Start of Block

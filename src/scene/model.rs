use std::sync::Arc;

use kurbo::Shape as _;

use crate::foundation::color::Color;
use crate::foundation::core::{Affine, BezPath, Canvas, Point, Rect, Vec2};
use crate::render::backend::FrameRGBA;

const PATH_TOLERANCE: f64 = 0.1;

#[derive(Clone, Debug, PartialEq)]
/// A composed visual tree, ready to be compiled into a render plan.
///
/// Children are stored back to front: later nodes paint over earlier ones.
pub struct Scene {
    pub canvas: Canvas,
    pub root: Node,
}

#[derive(Clone, Copy, Debug, PartialEq, Eq, Hash)]
/// What a group contributes to the composed window; used for inspection and tests.
pub enum LayerRole {
    Root,
    Wallpaper,
    Shadow,
    Window,
    Background,
    Content,
    TitleBar,
    TrafficLights,
    Border,
    Controls,
}

#[derive(Clone, Debug, PartialEq)]
/// A node of the visual tree.
pub enum Node {
    /// Ordered children, optionally clipped to a shape.
    Group {
        role: LayerRole,
        clip: Option<Shape>,
        children: Vec<Node>,
    },
    Fill {
        shape: Shape,
        paint: Paint,
        opacity: f32,
    },
    Stroke {
        shape: Shape,
        paint: Paint,
        width: f64,
        opacity: f32,
    },
    /// Blurred silhouette of `shape` moved by `offset`, cut out where `shape` itself lies.
    Shadow {
        shape: Shape,
        color: Color,
        blur_radius: f64,
        offset: Vec2,
    },
    /// Blur of everything painted beneath `shape`, tinted, clipped to `shape`.
    Backdrop {
        shape: Shape,
        blur_radius: f64,
        tint: Color,
    },
    /// Straight-or-premultiplied RGBA frame stretched into `rect`.
    Image { image: Arc<FrameRGBA>, rect: Rect },
    /// Single line of text centered on `center`.
    Label {
        text: String,
        center: Point,
        font_size: f64,
        color: Color,
    },
}

impl Node {
    pub fn group(role: LayerRole, children: Vec<Node>) -> Self {
        Self::Group {
            role,
            clip: None,
            children,
        }
    }

    pub fn clipped(role: LayerRole, clip: Shape, children: Vec<Node>) -> Self {
        Self::Group {
            role,
            clip: Some(clip),
            children,
        }
    }

    pub fn fill(shape: Shape, paint: Paint) -> Self {
        Self::Fill {
            shape,
            paint,
            opacity: 1.0,
        }
    }

    pub fn role(&self) -> Option<LayerRole> {
        match self {
            Self::Group { role, .. } => Some(*role),
            _ => None,
        }
    }

    pub fn children(&self) -> &[Node] {
        match self {
            Self::Group { children, .. } => children,
            _ => &[],
        }
    }

    /// Copy of this node moved by `delta`.
    pub fn translated(&self, delta: Vec2) -> Self {
        match self {
            Self::Group {
                role,
                clip,
                children,
            } => Self::Group {
                role: *role,
                clip: clip.map(|c| c.translated(delta)),
                children: children.iter().map(|c| c.translated(delta)).collect(),
            },
            Self::Fill {
                shape,
                paint,
                opacity,
            } => Self::Fill {
                shape: shape.translated(delta),
                paint: *paint,
                opacity: *opacity,
            },
            Self::Stroke {
                shape,
                paint,
                width,
                opacity,
            } => Self::Stroke {
                shape: shape.translated(delta),
                paint: *paint,
                width: *width,
                opacity: *opacity,
            },
            Self::Shadow {
                shape,
                color,
                blur_radius,
                offset,
            } => Self::Shadow {
                shape: shape.translated(delta),
                color: *color,
                blur_radius: *blur_radius,
                offset: *offset,
            },
            Self::Backdrop {
                shape,
                blur_radius,
                tint,
            } => Self::Backdrop {
                shape: shape.translated(delta),
                blur_radius: *blur_radius,
                tint: *tint,
            },
            Self::Image { image, rect } => Self::Image {
                image: image.clone(),
                rect: *rect + delta,
            },
            Self::Label {
                text,
                center,
                font_size,
                color,
            } => Self::Label {
                text: text.clone(),
                center: *center + delta,
                font_size: *font_size,
                color: *color,
            },
        }
    }
}

impl Scene {
    /// First group with `role`, depth-first.
    pub fn find(&self, role: LayerRole) -> Option<&Node> {
        fn walk(node: &Node, role: LayerRole) -> Option<&Node> {
            if node.role() == Some(role) {
                return Some(node);
            }
            node.children().iter().find_map(|c| walk(c, role))
        }
        walk(&self.root, role)
    }

    /// Roles of the root's direct children, in paint order.
    pub fn layer_roles(&self) -> Vec<LayerRole> {
        self.root.children().iter().filter_map(Node::role).collect()
    }
}

#[derive(Clone, Copy, Debug, PartialEq)]
pub enum ShapeKind {
    Rect,
    /// Corner radius is clamped to the drawable range when the path is built.
    RoundedRect { radius: f64 },
    /// Ellipse inscribed in the shape's rect.
    Ellipse,
}

#[derive(Clone, Copy, Debug, PartialEq)]
/// A primitive in canvas coordinates: `kind` inscribed in `rect`, rotated about its center.
pub struct Shape {
    pub kind: ShapeKind,
    pub rect: Rect,
    pub rotation_deg: f64,
}

impl Shape {
    pub fn rect(rect: Rect) -> Self {
        Self {
            kind: ShapeKind::Rect,
            rect,
            rotation_deg: 0.0,
        }
    }

    pub fn rounded(rect: Rect, radius: f64) -> Self {
        Self {
            kind: ShapeKind::RoundedRect { radius },
            rect,
            rotation_deg: 0.0,
        }
    }

    pub fn ellipse(rect: Rect) -> Self {
        Self {
            kind: ShapeKind::Ellipse,
            rect,
            rotation_deg: 0.0,
        }
    }

    pub fn circle(center: Point, radius: f64) -> Self {
        Self::ellipse(Rect::from_center_size(center, (radius * 2.0, radius * 2.0)))
    }

    pub fn rotated(mut self, degrees: f64) -> Self {
        self.rotation_deg = degrees;
        self
    }

    pub fn translated(mut self, delta: Vec2) -> Self {
        self.rect = self.rect + delta;
        self
    }

    /// Width and height, with inverted extents collapsed to zero.
    pub fn local_size(&self) -> (f64, f64) {
        (self.rect.width().max(0.0), self.rect.height().max(0.0))
    }

    /// Outline in local space, `(0,0)..(w,h)`.
    pub fn local_path(&self) -> BezPath {
        let (w, h) = self.local_size();
        match self.kind {
            ShapeKind::Rect => kurbo::Rect::new(0.0, 0.0, w, h).to_path(PATH_TOLERANCE),
            ShapeKind::RoundedRect { radius } => {
                let r = if radius.is_finite() {
                    radius.clamp(0.0, w.min(h) / 2.0)
                } else {
                    0.0
                };
                kurbo::RoundedRect::new(0.0, 0.0, w, h, r).to_path(PATH_TOLERANCE)
            }
            ShapeKind::Ellipse => {
                kurbo::Ellipse::new((w / 2.0, h / 2.0), (w / 2.0, h / 2.0), 0.0)
                    .to_path(PATH_TOLERANCE)
            }
        }
    }

    /// Local-to-canvas transform: rotate about the center, then place at `rect`.
    pub fn transform(&self) -> Affine {
        let (w, h) = self.local_size();
        let origin = Vec2::new(self.rect.x0.min(self.rect.x1), self.rect.y0.min(self.rect.y1));
        if self.rotation_deg == 0.0 {
            return Affine::translate(origin);
        }
        let half = Vec2::new(w / 2.0, h / 2.0);
        Affine::translate(origin + half)
            * Affine::rotate(self.rotation_deg.to_radians())
            * Affine::translate(-half)
    }

    pub fn to_path(&self) -> BezPath {
        self.transform() * self.local_path()
    }
}

#[derive(Clone, Copy, Debug, PartialEq)]
/// How a shape is painted. Gradient endpoints are in the shape's unit space.
pub enum Paint {
    Solid(Color),
    LinearGradient {
        start: Point,
        end: Point,
        stops: [Color; 2],
    },
}

impl Paint {
    /// Top-leading to bottom-trailing two-stop gradient.
    pub fn diagonal(stops: [Color; 2]) -> Self {
        Self::LinearGradient {
            start: Point::new(0.0, 0.0),
            end: Point::new(1.0, 1.0),
            stops,
        }
    }

    /// Top to bottom two-stop gradient.
    pub fn vertical(stops: [Color; 2]) -> Self {
        Self::LinearGradient {
            start: Point::new(0.5, 0.0),
            end: Point::new(0.5, 1.0),
            stops,
        }
    }
}

#[cfg(test)]
#[path = "../../tests/unit/scene/model.rs"]
mod tests;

End of Block

• Required work:
Look at the material above and copy, word for word, its lines from the first through the one containing "const PATH_TOLERANCE: f64 = 0.1;".

• Result of the task:
filename src/scene/model.rs
use std::sync::Arc;

use kurbo::Shape as _;

use crate::foundation::color::Color;
use crate::foundation::core::{Affine, BezPath, Canvas, Point, Rect, Vec2};
use crate::render::backend::FrameRGBA;

const PATH_TOLERANCE: f64 = 0.1;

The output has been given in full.